Discography

This page is not meant to be a complete discography. Thankfully, the albums pictured below are still relatively available, which is why they're shown. Several of my albums are not pictured, however, I'm hoping to make them all available -- at least via download/ streaming -- in the near future.

2019

Live at La Dame De Canton - 2019 (Add Description)


2011

Can’t Stop to Boogie - 2011 (Add Description)


2010

Jamasutra - Revolution Down The Road - 2010 My English and French collaboration with guitarist Stéphane Missri makes me proud.

“Revolution Down the Road”, a bilingual French/English neo-psychedelic music album that also features the spectacular Danish bassist, Charles Jannic, and well-known French drummer Christophe Rossi, former editor of the French drumming magazine, Batteur.  The new album was released under their collective band name, Jamasutra. Read More


2007

Dual in the Desert is a straight-up, hard-driving album I did with Rich Hopkins. The album features the incomparable drumming of Tom Larkins, long-time drummer with Jonathan Richman and the Modern Lovers, and Tucson's own Nick Augustine on bass. The album is really a guitar "shoot-out," and recorded in Tucson, Arizona, which is why "Dual in the Desert" is an apt description. -Barry


2006

I did one song on this album with the Canned Heat Rhythm section.

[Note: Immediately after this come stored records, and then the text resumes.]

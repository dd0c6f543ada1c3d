//! Ingestion processor

use std::sync::Arc;

use serde::{Deserialize, Serialize};
use tracing::{debug, error};

use super::ChangeSink;
use crate::error::{MonitorError, Result};
use crate::models::{ChangeAction, ChangeEvent};
use crate::notification::{QueueRecord, OBJECT_CREATED_PREFIX, OBJECT_REMOVED_PREFIX};
use crate::observability::{MonitorMetrics, StructuredLogger};

/// Parse one queue record down to its change events.
///
/// Any defect in the envelope or in one of its storage records rejects the
/// whole queue record.
pub fn parse_record(record: &QueueRecord) -> Result<Vec<ChangeEvent>> {
    let notification = record.unwrap_notification()?;

    notification
        .records
        .iter()
        .map(|entry| {
            let action = if entry.event_name.starts_with(OBJECT_CREATED_PREFIX) {
                ChangeAction::Created
            } else if entry.event_name.starts_with(OBJECT_REMOVED_PREFIX) {
                ChangeAction::Removed
            } else {
                return Err(MonitorError::parse(format!(
                    "unsupported event name {}",
                    entry.event_name
                )));
            };

            if entry.s3.bucket.name.is_empty() || entry.s3.object.key.is_empty() {
                return Err(MonitorError::parse("record without bucket name or object key"));
            }

            Ok(ChangeEvent::new(
                entry.s3.bucket.name.clone(),
                entry.s3.object.key.clone(),
                action,
                entry.s3.object.size,
            ))
        })
        .collect()
}

/// A queue record that was skipped
#[derive(Debug, Clone, PartialEq, Serialize, Deserialize)]
pub struct RecordFailure {
    pub message_id: String,
    pub error: String,
}

/// Result of parsing a batch
#[derive(Debug, Default)]
pub struct IngestionOutcome {
    pub events: Vec<ChangeEvent>,
    pub failures: Vec<RecordFailure>,
}

/// Summary returned to the invoker of a batch
#[derive(Debug, Clone, PartialEq, Serialize, Deserialize)]
pub struct BatchReport {
    pub received: usize,
    pub processed: usize,
    pub failed: Vec<RecordFailure>,
}

/// Normalizes routed notifications and forwards them to sinks
pub struct IngestionProcessor {
    sinks: Vec<Arc<dyn ChangeSink>>,
    logger: StructuredLogger,
    metrics: MonitorMetrics,
}

impl IngestionProcessor {
    pub fn new(logger: StructuredLogger, metrics: MonitorMetrics) -> Self {
        Self {
            sinks: Vec::new(),
            logger,
            metrics,
        }
    }

    /// Add a sink; sinks are invoked in registration order
    pub fn with_sink(mut self, sink: Arc<dyn ChangeSink>) -> Self {
        self.sinks.push(sink);
        self
    }

    pub fn sink_names(&self) -> Vec<&'static str> {
        self.sinks.iter().map(|s| s.name()).collect()
    }

    /// Parse a batch, skipping malformed records.
    ///
    /// Emits one structured log line per parsed event. Duplicated
    /// deliveries produce duplicated events.
    pub fn process_batch(&self, records: &[QueueRecord]) -> IngestionOutcome {
        let mut outcome = IngestionOutcome::default();

        for record in records {
            match parse_record(record) {
                Ok(events) => {
                    for event in events {
                        self.logger.log_change(&event);
                        self.metrics.inc_events_ingested();
                        outcome.events.push(event);
                    }
                }
                Err(e) => {
                    let error = e.to_string();
                    self.logger.log_parse_error(&record.message_id, &error);
                    self.metrics.inc_parse_errors();
                    outcome.failures.push(RecordFailure {
                        message_id: record.message_id.clone(),
                        error,
                    });
                }
            }
        }

        outcome
    }

    /// Parse a batch and forward every event to every sink.
    ///
    /// Parse failures are reported but never abort the batch; a sink
    /// failure aborts the invocation so the caller can retry it.
    pub async fn handle_batch(&self, records: &[QueueRecord]) -> Result<BatchReport> {
        let outcome = self.process_batch(records);

        for event in &outcome.events {
            for sink in &self.sinks {
                if let Err(e) = sink.on_change(event).await {
                    error!(
                        sink = sink.name(),
                        bucket = %event.source_name,
                        object_key = %event.object_key,
                        error = %e,
                        "Sink failed, aborting batch"
                    );
                    return Err(e);
                }
            }
        }

        debug!(
            received = records.len(),
            processed = outcome.events.len(),
            failed = outcome.failures.len(),
            "Batch handled"
        );

        Ok(BatchReport {
            received: records.len(),
            processed: outcome.events.len(),
            failed: outcome.failures,
        })
    }
}
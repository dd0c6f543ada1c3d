//! Event router for storage change notifications
//!
//! Fans every published notification out to all subscribers. Each
//! subscriber owns a queue; records wait there until the subscriber drains
//! them in batches. Delivery is at-least-once from the point of view of the
//! consumers: the router never deduplicates, publishers may replay, and a
//! consumer hands failed records back for redelivery until they run out of
//! receives.

use std::collections::{HashMap, VecDeque};
use std::sync::atomic::{AtomicU64, Ordering};
use std::sync::{PoisonError, RwLock};

use tokio::sync::mpsc;
use tracing::{debug, warn};

use crate::notification::{QueueRecord, StorageEventNotification};
use crate::storage::ChangeNotifier;

/// Default maximum number of records handed to a consumer at once
pub const DEFAULT_BATCH_SIZE: usize = 10;

/// Default number of deliveries before a record is dead-lettered
pub const DEFAULT_MAX_RECEIVES: u32 = 3;

struct Subscriber {
    name: String,
    tx: mpsc::UnboundedSender<QueueRecord>,
}

/// Topic-style fan-out router with one queue per subscriber
#[derive(Default)]
pub struct EventRouter {
    subscribers: RwLock<Vec<Subscriber>>,
    sequence: AtomicU64,
}

impl EventRouter {
    pub fn new() -> Self {
        Self::default()
    }

    /// Register a new subscriber queue
    pub fn subscribe(&self, name: impl Into<String>) -> Subscription {
        let name = name.into();
        let (tx, rx) = mpsc::unbounded_channel();

        self.subscribers
            .write()
            .unwrap_or_else(PoisonError::into_inner)
            .push(Subscriber {
                name: name.clone(),
                tx,
            });

        debug!(subscriber = %name, "Subscriber registered");
        Subscription {
            name,
            rx,
            redelivery: VecDeque::new(),
            receives: HashMap::new(),
        }
    }

    /// Number of live subscribers
    pub fn subscriber_count(&self) -> usize {
        self.subscribers
            .read()
            .unwrap_or_else(PoisonError::into_inner)
            .len()
    }

    /// Publish one notification to every subscriber.
    ///
    /// Returns the number of queues the notification was delivered to.
    /// Subscribers whose queue has been dropped are forgotten.
    pub fn publish(&self, notification: &StorageEventNotification) -> usize {
        let mut subscribers = self
            .subscribers
            .write()
            .unwrap_or_else(PoisonError::into_inner);

        let mut delivered = 0;
        subscribers.retain(|subscriber| {
            let seq = self.sequence.fetch_add(1, Ordering::Relaxed);
            let message_id = format!("{}-{}", subscriber.name, seq);

            let record = match QueueRecord::wrap(message_id, notification) {
                Ok(record) => record,
                Err(e) => {
                    warn!(subscriber = %subscriber.name, error = %e, "Dropping unencodable notification");
                    return true;
                }
            };

            match subscriber.tx.send(record) {
                Ok(()) => {
                    delivered += 1;
                    true
                }
                Err(_) => {
                    warn!(subscriber = %subscriber.name, "Subscriber queue closed, unsubscribing");
                    false
                }
            }
        });

        delivered
    }
}

impl ChangeNotifier for EventRouter {
    fn notify(&self, notification: StorageEventNotification) {
        let delivered = self.publish(&notification);
        debug!(subscribers = delivered, "Change notification routed");
    }
}

/// Receiving end of one subscriber queue
pub struct Subscription {
    name: String,
    rx: mpsc::UnboundedReceiver<QueueRecord>,
    /// Records handed back by the consumer, served before new ones
    redelivery: VecDeque<QueueRecord>,
    /// Deliveries so far of every unacknowledged record, by message id
    receives: HashMap<String, u32>,
}

impl Subscription {
    pub fn name(&self) -> &str {
        &self.name
    }

    /// Wait for at least one record, then take up to `max` queued records.
    ///
    /// Records waiting for redelivery come first. Returns `None` once the
    /// router is gone and the queue is drained.
    pub async fn next_batch(&mut self, max: usize) -> Option<Vec<QueueRecord>> {
        let max = max.max(1);
        let mut batch = Vec::with_capacity(max);

        while batch.len() < max {
            match self.redelivery.pop_front() {
                Some(record) => batch.push(record),
                None => break,
            }
        }
        if batch.is_empty() {
            batch.push(self.rx.recv().await?);
        }

        while batch.len() < max {
            match self.rx.try_recv() {
                Ok(record) => batch.push(record),
                Err(_) => break,
            }
        }

        for record in &batch {
            *self.receives.entry(record.message_id.clone()).or_insert(0) += 1;
        }
        Some(batch)
    }

    /// Forget the delivery counts of records that were handled
    pub fn ack(&mut self, records: &[QueueRecord]) {
        for record in records {
            self.receives.remove(&record.message_id);
        }
    }

    /// Hand failed records back for redelivery.
    ///
    /// Records already delivered `max_receives` times are not queued again
    /// and are returned as dead letters.
    pub fn requeue(&mut self, records: Vec<QueueRecord>, max_receives: u32) -> Vec<QueueRecord> {
        let mut dead = Vec::new();

        for record in records {
            let receives = self.receives.get(&record.message_id).copied().unwrap_or(0);
            if receives >= max_receives {
                self.receives.remove(&record.message_id);
                dead.push(record);
            } else {
                self.redelivery.push_back(record);
            }
        }

        dead
    }

    /// Records waiting for redelivery
    pub fn pending_redelivery(&self) -> usize {
        self.redelivery.len()
    }
}

#[cfg(test)]
mod tests {
    use super::*;

    #[tokio::test]
    async fn test_fan_out_to_every_subscriber() {
        let router = EventRouter::new();
        let mut size_tracking = router.subscribe("size-tracking");
        let mut logging = router.subscribe("logging");

        let delivered = router.publish(&StorageEventNotification::created("b", "a.txt", 19));
        assert_eq!(delivered, 2);

        let a = size_tracking.next_batch(10).await.unwrap();
        let b = logging.next_batch(10).await.unwrap();
        assert_eq!(a.len(), 1);
        assert_eq!(b.len(), 1);
        assert_ne!(a[0].message_id, b[0].message_id);
        assert_eq!(a[0].unwrap_notification().unwrap(), b[0].unwrap_notification().unwrap());
    }

    #[tokio::test]
    async fn test_batches_are_capped() {
        let router = EventRouter::new();
        let mut sub = router.subscribe("logging");

        for i in 0..5 {
            router.publish(&StorageEventNotification::created("b", &format!("k{}", i), 1));
        }

        assert_eq!(sub.next_batch(3).await.unwrap().len(), 3);
        assert_eq!(sub.next_batch(3).await.unwrap().len(), 2);
    }

    #[tokio::test]
    async fn test_dropped_subscriber_is_forgotten() {
        let router = EventRouter::new();
        let kept = router.subscribe("kept");
        drop(router.subscribe("dropped"));

        assert_eq!(router.publish(&StorageEventNotification::removed("b", "k", None)), 1);
        assert_eq!(router.subscriber_count(), 1);
        drop(kept);
    }

    #[tokio::test]
    async fn test_queue_ends_when_router_dropped() {
        let router = EventRouter::new();
        let mut sub = router.subscribe("logging");
        router.publish(&StorageEventNotification::removed("b", "k", None));
        drop(router);

        assert_eq!(sub.next_batch(10).await.unwrap().len(), 1);
        assert!(sub.next_batch(10).await.is_none());
    }

    #[tokio::test]
    async fn test_requeued_records_are_redelivered_first() {
        let router = EventRouter::new();
        let mut sub = router.subscribe("size-tracking");

        router.publish(&StorageEventNotification::created("b", "first", 1));
        let failed = sub.next_batch(10).await.unwrap();
        router.publish(&StorageEventNotification::created("b", "second", 2));

        assert!(sub.requeue(failed.clone(), DEFAULT_MAX_RECEIVES).is_empty());
        assert_eq!(sub.pending_redelivery(), 1);

        let batch = sub.next_batch(10).await.unwrap();
        assert_eq!(batch.len(), 2);
        assert_eq!(batch[0].message_id, failed[0].message_id);
        sub.ack(&batch);
        assert_eq!(sub.pending_redelivery(), 0);
    }

    #[tokio::test]
    async fn test_records_dead_letter_after_max_receives() {
        let router = EventRouter::new();
        let mut sub = router.subscribe("size-tracking");
        router.publish(&StorageEventNotification::created("b", "poison", 1));

        for _ in 0..2 {
            let batch = sub.next_batch(10).await.unwrap();
            assert!(sub.requeue(batch, 3).is_empty());
        }
        let batch = sub.next_batch(10).await.unwrap();
        let dead = sub.requeue(batch, 3);

        assert_eq!(dead.len(), 1);
        assert_eq!(sub.pending_redelivery(), 0);
    }
}
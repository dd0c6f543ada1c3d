//! Append-only time-series storage
//!
//! Holds two series per source: size snapshots written by the aggregator and
//! size deltas written by the delta recorder. Rows are never updated or
//! removed, so concurrent writers cannot lose each other's updates.

mod file;
mod memory;

pub use file::FileTimeSeriesStore;
pub use memory::MemoryTimeSeriesStore;

use crate::error::Result;
use crate::models::{DeltaRecord, SizeSnapshot};

pub use async_trait::async_trait;

/// Trait for time-series store implementations
#[async_trait]
pub trait TimeSeriesStore: Send + Sync {
    /// Append one snapshot
    async fn append(&self, snapshot: SizeSnapshot) -> Result<()>;

    /// Snapshots with `from <= timestamp <= to`, ascending by timestamp
    async fn query_range(&self, source_name: &str, from: i64, to: i64) -> Result<Vec<SizeSnapshot>>;

    /// Every snapshot ever recorded for a source
    async fn scan_all(&self, source_name: &str) -> Result<Vec<SizeSnapshot>>;

    /// Append one size delta
    async fn append_delta(&self, delta: DeltaRecord) -> Result<()>;

    /// Deltas with `from <= timestamp <= to`, ascending by timestamp
    async fn query_deltas(&self, source_name: &str, from: i64, to: i64) -> Result<Vec<DeltaRecord>>;
}

/// Filter rows of one source to an inclusive time range, ascending
pub(crate) fn select_range<T: Clone>(
    rows: &[T],
    from: i64,
    to: i64,
    timestamp: impl Fn(&T) -> i64,
) -> Vec<T> {
    let mut selected: Vec<T> = rows
        .iter()
        .filter(|row| {
            let ts = timestamp(row);
            ts >= from && ts <= to
        })
        .cloned()
        .collect();
    // Stable: rows sharing a timestamp keep insertion order
    selected.sort_by_key(|row| timestamp(row));
    selected
}
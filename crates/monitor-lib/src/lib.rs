//! Core library for the bucket size monitor
//!
//! This crate provides the core functionality for:
//! - Routing storage change notifications to independent consumers
//! - Aggregating bucket sizes into a snapshot time series
//! - Sliding-window growth alarms with largest-object eviction
//! - Rendering the recent size history as a PNG chart
//! - Health checks and observability

pub mod aggregator;
pub mod alarm;
pub mod clock;
pub mod error;
pub mod health;
pub mod ingestion;
pub mod models;
pub mod notification;
pub mod observability;
pub mod report;
pub mod router;
pub mod storage;
pub mod timeseries;

pub use aggregator::MetricsAggregator;
pub use error::{MonitorError, Result};
pub use health::{
    ComponentHealth, ComponentStatus, HealthRegistry, HealthResponse, ReadinessResponse,
};
pub use models::*;
pub use observability::{MonitorMetrics, StructuredLogger};
pub use router::EventRouter;
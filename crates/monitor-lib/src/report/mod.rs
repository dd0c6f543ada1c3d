//! Size chart reporting
//!
//! A report reads the recent snapshots and the historical maximum, renders
//! them as a PNG chart and overwrites a fixed artifact in the plot bucket.

mod render;

use std::sync::Arc;
use std::time::{Duration, Instant};

use serde::{Deserialize, Serialize};

use crate::aggregator::MetricsAggregator;
use crate::clock::window_start;
use crate::error::{bounded, Result, DEFAULT_BACKEND_TIMEOUT};
use crate::observability::{MonitorMetrics, StructuredLogger};
use crate::storage::ObjectStore;

pub use render::{
    chart_title, format_time_label, max_line_label, register_chart_font, render_size_chart,
    series_label, CHART_HEIGHT, CHART_WIDTH,
};

/// Artifact key, overwritten by every report
pub const PLOT_KEY: &str = "plot.png";

pub const PLOT_CONTENT_TYPE: &str = "image/png";

/// Default report window
pub const DEFAULT_REPORT_WINDOW: Duration = Duration::from_secs(10);

/// Whether the chart had any data behind it
#[derive(Debug, Clone, Copy, PartialEq, Eq, Serialize, Deserialize)]
#[serde(rename_all = "snake_case")]
pub enum ReportStatus {
    Rendered,
    NoData,
}

/// Result of one report build
#[derive(Debug, Clone, PartialEq, Eq, Serialize, Deserialize)]
pub struct ReportOutcome {
    pub status: ReportStatus,
    pub artifact_bucket: String,
    pub artifact_key: String,
    pub points: usize,
    pub max_size: u64,
    pub bytes: usize,
}

impl ReportOutcome {
    /// Human readable summary returned to the trigger caller
    pub fn message(&self) -> String {
        match self.status {
            ReportStatus::Rendered => format!(
                "Plot generated and uploaded to {}/{} ({} points, max {} bytes)",
                self.artifact_bucket, self.artifact_key, self.points, self.max_size
            ),
            ReportStatus::NoData => format!(
                "No data in report window, empty plot uploaded to {}/{}",
                self.artifact_bucket, self.artifact_key
            ),
        }
    }
}

/// Renders and publishes the size chart
pub struct Reporter {
    aggregator: Arc<MetricsAggregator>,
    artifacts: Arc<dyn ObjectStore>,
    artifact_bucket: String,
    window: Duration,
    timeout: Duration,
    logger: StructuredLogger,
    metrics: MonitorMetrics,
}

impl Reporter {
    pub fn new(
        aggregator: Arc<MetricsAggregator>,
        artifacts: Arc<dyn ObjectStore>,
        artifact_bucket: impl Into<String>,
        logger: StructuredLogger,
        metrics: MonitorMetrics,
    ) -> Self {
        Self {
            aggregator,
            artifacts,
            artifact_bucket: artifact_bucket.into(),
            window: DEFAULT_REPORT_WINDOW,
            timeout: DEFAULT_BACKEND_TIMEOUT,
            logger,
            metrics,
        }
    }

    pub fn with_window(mut self, window: Duration) -> Self {
        self.window = window;
        self
    }

    pub fn with_timeout(mut self, timeout: Duration) -> Self {
        self.timeout = timeout;
        self
    }

    pub fn artifact_bucket(&self) -> &str {
        &self.artifact_bucket
    }

    /// Render the recent size history of `source_name` and upload it.
    ///
    /// An empty window still produces and uploads a chart; the outcome is
    /// then `NoData`.
    pub async fn build_report(&self, source_name: &str) -> Result<ReportOutcome> {
        let window_secs = self.window.as_secs();
        let snapshots = self.aggregator.query_recent(source_name, window_secs).await?;
        let max_size = self.aggregator.query_max(source_name).await?;

        let now = self.aggregator.now();
        let png = render_size_chart(&snapshots, max_size, (window_start(now, window_secs), now))?;
        let bytes = png.len();

        let start = Instant::now();
        bounded(
            "artifact store",
            self.timeout,
            self.artifacts
                .put(&self.artifact_bucket, PLOT_KEY, png, PLOT_CONTENT_TYPE),
        )
        .await?;
        self.metrics
            .observe_backend_latency("put_artifact", start.elapsed().as_secs_f64());

        self.metrics.inc_reports_rendered();
        self.logger
            .log_report(source_name, PLOT_KEY, snapshots.len(), max_size);

        Ok(ReportOutcome {
            status: if snapshots.is_empty() {
                ReportStatus::NoData
            } else {
                ReportStatus::Rendered
            },
            artifact_bucket: self.artifact_bucket.clone(),
            artifact_key: PLOT_KEY.to_string(),
            points: snapshots.len(),
            max_size,
            bytes,
        })
    }
}

#[cfg(test)]
mod tests {
    use super::*;
    use crate::clock::ManualClock;
    use crate::error::MonitorError;
    use crate::models::ObjectEntry;
    use crate::storage::{async_trait, MemoryObjectStore};
    use crate::timeseries::MemoryTimeSeriesStore;

    struct Harness {
        objects: MemoryObjectStore,
        artifacts: MemoryObjectStore,
        clock: ManualClock,
        aggregator: Arc<MetricsAggregator>,
    }

    fn harness() -> Harness {
        let objects = MemoryObjectStore::new();
        let clock = ManualClock::new(1_000);
        let aggregator = Arc::new(
            MetricsAggregator::new(
                Arc::new(objects.clone()),
                Arc::new(MemoryTimeSeriesStore::new()),
                StructuredLogger::new("test"),
                MonitorMetrics::new(),
            )
            .with_clock(Arc::new(clock.clone())),
        );
        Harness {
            objects,
            artifacts: MemoryObjectStore::new(),
            clock,
            aggregator,
        }
    }

    impl Harness {
        fn reporter(&self) -> Reporter {
            Reporter::new(
                self.aggregator.clone(),
                Arc::new(self.artifacts.clone()),
                "plots",
                StructuredLogger::new("test"),
                MonitorMetrics::new(),
            )
        }
    }

    #[tokio::test]
    async fn test_report_uploads_chart() {
        let h = harness();
        for (key, size) in [("a", 19usize), ("b", 28)] {
            h.objects.put("bucket", key, vec![0; size], "text/plain").await.unwrap();
            h.aggregator.recompute_and_store("bucket").await.unwrap();
            h.clock.advance(2);
        }

        let outcome = h.reporter().build_report("bucket").await.unwrap();

        assert_eq!(outcome.status, ReportStatus::Rendered);
        assert_eq!(outcome.points, 2);
        assert_eq!(outcome.max_size, 47);
        let (stored, content_type) = h.artifacts.get("plots", PLOT_KEY).unwrap();
        assert_eq!(stored.len(), outcome.bytes);
        assert_eq!(content_type, PLOT_CONTENT_TYPE);
        assert!(outcome.message().contains("plots/plot.png"));
    }

    #[tokio::test]
    async fn test_empty_window_still_uploads() {
        let h = harness();

        let outcome = h.reporter().build_report("bucket").await.unwrap();

        assert_eq!(outcome.status, ReportStatus::NoData);
        assert_eq!(outcome.points, 0);
        assert!(h.artifacts.get("plots", PLOT_KEY).is_some());
    }

    #[tokio::test]
    async fn test_old_snapshots_fall_out_of_window() {
        let h = harness();
        h.objects.put("bucket", "a", vec![0; 30], "text/plain").await.unwrap();
        h.aggregator.recompute_and_store("bucket").await.unwrap();
        h.clock.advance(60);

        let outcome = h.reporter().build_report("bucket").await.unwrap();

        assert_eq!(outcome.status, ReportStatus::NoData);
        assert_eq!(outcome.max_size, 30);
    }

    #[tokio::test]
    async fn test_repeated_reports_overwrite_artifact() {
        let h = harness();
        let reporter = h.reporter();

        reporter.build_report("bucket").await.unwrap();
        reporter.build_report("bucket").await.unwrap();

        assert_eq!(h.artifacts.len("plots"), 1);
    }

    struct ReadOnlyStore;

    #[async_trait]
    impl ObjectStore for ReadOnlyStore {
        async fn list(&self, _source_name: &str) -> Result<Vec<ObjectEntry>> {
            Ok(Vec::new())
        }

        async fn delete(&self, _source_name: &str, _key: &str) -> Result<()> {
            Ok(())
        }

        async fn put(&self, _source_name: &str, _key: &str, _bytes: Vec<u8>, _content_type: &str) -> Result<()> {
            Err(MonitorError::backend("artifact store", "access denied"))
        }
    }

    #[tokio::test]
    async fn test_upload_failure_fails_invocation() {
        let h = harness();
        let reporter = Reporter::new(
            h.aggregator.clone(),
            Arc::new(ReadOnlyStore),
            "plots",
            StructuredLogger::new("test"),
            MonitorMetrics::new(),
        );

        let err = reporter.build_report("bucket").await.unwrap_err();
        assert!(err.is_invocation_failure());
    }
}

This is "The Revenge of Blind Joe Death," a John Fahey tribute album, and I appear on one cut of the album - "Dance of the Inhabitants of the Palace of King Phillip XIV of Spain." I'm a part of "Canned Fish," a band that includes me, Fito de la Parra and Larry "The Mole" Taylor of Canned Heat (drums and bass), Phil Kellog and Henry Kaiser (guitars) and Mark Hummell (harmonica).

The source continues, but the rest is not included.